### Required work:
From the entries below, reproduce exactly the line containing "#[allow(clippy::unwrap_used)]", the line containing "Secure cookie flag", and every line in between, with nothing added.

*-*-*

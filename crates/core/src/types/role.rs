//! User roles.

use serde::{Deserialize, Serialize};

/// Account role controlling access to management endpoints.
///
/// Every account starts as a `customer`; `admin` unlocks the catalog
/// management routes.
#[derive(Debug, Clone, Copy, PartialEq, Eq, Hash, Serialize, Deserialize, Default)]
#[serde(rename_all = "lowercase")]
pub enum Role {
    #[default]
    Customer,
    Admin,
}

impl Role {
    /// Whether this role may use admin-only routes.
    #[must_use]
    pub const fn is_admin(&self) -> bool {
        matches!(self, Self::Admin)
    }
}

impl std::fmt::Display for Role {
    fn fmt(&self, f: &mut std::fmt::Formatter<'_>) -> std::fmt::Result {
        match self {
            Self::Customer => write!(f, "customer"),
            Self::Admin => write!(f, "admin"),
        }
    }
}

#[cfg(test)]
#[allow(clippy::unwrap_used)]
mod tests {
    use super::*;

    #[test]
    fn test_default_is_customer() {
        assert_eq!(Role::default(), Role::Customer);
        assert!(!Role::default().is_admin());
    }

    #[test]
    fn test_serde_lowercase() {
        assert_eq!(serde_json::to_string(&Role::Customer).unwrap(), "\"customer\"");
        assert_eq!(serde_json::to_string(&Role::Admin).unwrap(), "\"admin\"");

        let role: Role = serde_json::from_str("\"admin\"").unwrap();
        assert!(role.is_admin());
    }
}
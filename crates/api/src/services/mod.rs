//! Business logic services.

pub mod auth;
//! API configuration loaded from environment variables.
//!
//! # Environment Variables
//!
//! ## Required
//! - `MONGO_URI` - MongoDB connection string
//! - `REDIS_URL` - Redis connection string (session cache)
//! - `ACCESS_TOKEN_SECRET` - Access-token signing secret (high entropy)
//! - `REFRESH_TOKEN_SECRET` - Refresh-token signing secret (high entropy,
//!   must differ from the access secret)
//!
//! ## Optional
//! - `API_HOST` - Bind address (default: 127.0.0.1)
//! - `API_PORT` - Listen port (default: 5000)
//! - `MONGO_DB` - Database name (default: tamarind)
//! - `APP_ENV` - `production` enables the Secure cookie flag
//! - `BCRYPT_COST` - bcrypt cost factor (default: 10)
//! - `SENTRY_DSN` - Sentry error tracking DSN

use std::collections::HashMap;
use std::net::{IpAddr, SocketAddr};

use secrecy::{ExposeSecret, SecretString};
use thiserror::Error;

const MIN_TOKEN_SECRET_LENGTH: usize = 32;
const MIN_ENTROPY_BITS_PER_CHAR: f64 = 3.3;

/// Blocklist of common placeholder patterns (case-insensitive)
const PLACEHOLDER_PATTERNS: &[&str] = &[
    "your-",
    "changeme",
    "replace",
    "placeholder",
    "example",
    "secret",
    "password",
    "xxx",
    "todo",
    "fixme",
    "insert",
    "enter-",
    "put-your",
    "add-your",
];

/// Configuration errors that can occur during loading.
#[derive(Debug, Error)]
pub enum ConfigError {
    #[error("Missing environment variable: {0}")]
    MissingEnvVar(String),
    #[error("Invalid environment variable {0}: {1}")]
    InvalidEnvVar(String, String),
    #[error("Insecure secret in {0}: {1}")]
    InsecureSecret(String, String),
}

/// Deployment environment.
#[derive(Debug, Clone, Copy, PartialEq, Eq, Default)]
pub enum Environment {
    #[default]
    Development,
    Production,
}

impl Environment {
    fn from_env() -> Self {
        match std::env::var("APP_ENV").as_deref() {
            Ok("production") => Self::Production,
            _ => Self::Development,
        }
    }

    /// Whether cookies should carry the Secure flag.
    #[must_use]
    pub const fn is_production(self) -> bool {
        matches!(self, Self::Production)
    }
}

/// API application configuration.
#[derive(Debug, Clone)]
pub struct ApiConfig {
    /// MongoDB connection URI (may contain a password)
    pub mongo_uri: SecretString,
    /// MongoDB database name
    pub mongo_db: String,
    /// Redis connection URL (session cache)
    pub redis_url: SecretString,
    /// IP address to bind the server to
    pub host: IpAddr,
    /// Port to listen on
    pub port: u16,
    /// Access-token signing secret (15 minute tokens)
    pub access_token_secret: SecretString,
    /// Refresh-token signing secret (7 day tokens)
    pub refresh_token_secret: SecretString,
    /// bcrypt cost factor for password hashing
    pub bcrypt_cost: u32,
    /// Deployment environment
    pub environment: Environment,
    /// Sentry DSN for error tracking
    pub sentry_dsn: Option<String>,
}

impl ApiConfig {
    /// Load configuration from environment variables.
    ///
    /// Calls `dotenvy::dotenv()` to load from `.env` file if present.
    ///
    /// # Errors
    ///
    /// Returns `ConfigError` if required variables are missing, invalid, or
    /// if secrets fail validation (placeholder detection, entropy check,
    /// identical signing keys).
    pub fn from_env() -> Result<Self, ConfigError> {
        // Load .env file if present (ignore errors if not found)
        let _ = dotenvy::dotenv();

        let mongo_uri = get_required_secret("MONGO_URI")?;
        let mongo_db = get_env_or_default("MONGO_DB", "tamarind");
        let redis_url = get_required_secret("REDIS_URL")?;
        let host = get_env_or_default("API_HOST", "127.0.0.1")
            .parse::<IpAddr>()
            .map_err(|e| ConfigError::InvalidEnvVar("API_HOST".to_string(), e.to_string()))?;
        let port = get_env_or_default("API_PORT", "5000")
            .parse::<u16>()
            .map_err(|e| ConfigError::InvalidEnvVar("API_PORT".to_string(), e.to_string()))?;

        let access_token_secret = get_validated_secret("ACCESS_TOKEN_SECRET")?;
        validate_token_secret(&access_token_secret, "ACCESS_TOKEN_SECRET")?;
        let refresh_token_secret = get_validated_secret("REFRESH_TOKEN_SECRET")?;
        validate_token_secret(&refresh_token_secret, "REFRESH_TOKEN_SECRET")?;

        // The two token classes must not share a key, otherwise a refresh
        // token verifies as an access token.
        if access_token_secret.expose_secret() == refresh_token_secret.expose_secret() {
            return Err(ConfigError::InsecureSecret(
                "REFRESH_TOKEN_SECRET".to_string(),
                "must differ from ACCESS_TOKEN_SECRET".to_string(),
            ));
        }

        let bcrypt_cost = get_env_or_default("BCRYPT_COST", "10")
            .parse::<u32>()
            .map_err(|e| ConfigError::InvalidEnvVar("BCRYPT_COST".to_string(), e.to_string()))?;

        let environment = Environment::from_env();
        let sentry_dsn = get_optional_env("SENTRY_DSN");

        Ok(Self {
            mongo_uri,
            mongo_db,
            redis_url,
            host,
            port,
            access_token_secret,
            refresh_token_secret,
            bcrypt_cost,
            environment,
            sentry_dsn,
        })
    }

    /// Returns the socket address for binding the server.
    #[must_use]
    pub const fn socket_addr(&self) -> SocketAddr {
        SocketAddr::new(self.host, self.port)
    }
}

// =============================================================================
// Helper Functions
// =============================================================================

/// Get a required environment variable.
fn get_required_env(key: &str) -> Result<String, ConfigError> {
    std::env::var(key).map_err(|_| ConfigError::MissingEnvVar(key.to_string()))
}

/// Get a required environment variable as a secret.
fn get_required_secret(key: &str) -> Result<SecretString, ConfigError> {
    let value = get_required_env(key)?;
    Ok(SecretString::from(value))
}

/// Get an optional environment variable.
fn get_optional_env(key: &str) -> Option<String> {
    std::env::var(key).ok()
}

/// Get an environment variable with a default value.
fn get_env_or_default(key: &str, default: &str) -> String {
    std::env::var(key).unwrap_or_else(|_| default.to_string())
}

/// Validate that a token signing secret meets minimum length requirements.
fn validate_token_secret(secret: &SecretString, var_name: &str) -> Result<(), ConfigError> {
    let value = secret.expose_secret();
    if value.len() < MIN_TOKEN_SECRET_LENGTH {
        return Err(ConfigError::InsecureSecret(
            var_name.to_string(),
            format!(
                "must be at least {} characters (got {})",
                MIN_TOKEN_SECRET_LENGTH,
                value.len()
            ),
        ));
    }
    Ok(())
}

/// Calculate Shannon entropy in bits per character.
fn shannon_entropy(s: &str) -> f64 {
    if s.is_empty() {
        return 0.0;
    }

    let mut freq: HashMap<char, usize> = HashMap::new();
    for c in s.chars() {
        *freq.entry(c).or_insert(0) += 1;
    }

    #[allow(clippy::cast_precision_loss)] // String length will never exceed f64 precision
    let len = s.len() as f64;
    freq.values()
        .map(|&count| {
            #[allow(clippy::cast_precision_loss)] // Character count will never exceed f64 precision
            let p = count as f64 / len;
            -p * p.log2()
        })
        .sum()
}

/// Validate that a secret is not a placeholder and has sufficient entropy.
fn validate_secret_strength(secret: &str, var_name: &str) -> Result<(), ConfigError> {
    let lower = secret.to_lowercase();

    // Check blocklist
    for pattern in PLACEHOLDER_PATTERNS {
        if lower.contains(pattern) {
            return Err(ConfigError::InsecureSecret(
                var_name.to_string(),
                format!("appears to be a placeholder (contains '{pattern}')"),
            ));
        }
    }

    // Check entropy (real signing keys have high entropy)
    let entropy = shannon_entropy(secret);
    if entropy < MIN_ENTROPY_BITS_PER_CHAR {
        return Err(ConfigError::InsecureSecret(
            var_name.to_string(),
            format!(
                "entropy too low ({entropy:.2} bits/char, need >= {MIN_ENTROPY_BITS_PER_CHAR:.1}). Use a randomly generated secret."
            ),
        ));
    }

    Ok(())
}

/// Load and validate a secret from environment.
fn get_validated_secret(key: &str) -> Result<SecretString, ConfigError> {
    let value = get_required_env(key)?;
    validate_secret_strength(&value, key)?;
    Ok(SecretString::from(value))
}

*-*-*

### Response for this exercise:
#[allow(clippy::unwrap_used)]
mod tests {
    use super::*;

    #[test]
    fn test_default_is_customer() {
        assert_eq!(Role::default(), Role::Customer);
        assert!(!Role::default().is_admin());
    }

    #[test]
    fn test_serde_lowercase() {
        assert_eq!(serde_json::to_string(&Role::Customer).unwrap(), "\"customer\"");
        assert_eq!(serde_json::to_string(&Role::Admin).unwrap(), "\"admin\"");

        let role: Role = serde_json::from_str("\"admin\"").unwrap();
        assert!(role.is_admin());
    }
}
filename crates/api/src/services/mod.rs
//! Business logic services.

pub mod auth;
//! API configuration loaded from environment variables.
//!
//! # Environment Variables
//!
//! ## Required
//! - `MONGO_URI` - MongoDB connection string
//! - `REDIS_URL` - Redis connection string (session cache)
//! - `ACCESS_TOKEN_SECRET` - Access-token signing secret (high entropy)
//! - `REFRESH_TOKEN_SECRET` - Refresh-token signing secret (high entropy,
//!   must differ from the access secret)
//!
//! ## Optional
//! - `API_HOST` - Bind address (default: 127.0.0.1)
//! - `API_PORT` - Listen port (default: 5000)
//! - `MONGO_DB` - Database name (default: tamarind)
//! - `APP_ENV` - `production` enables the Secure cookie flag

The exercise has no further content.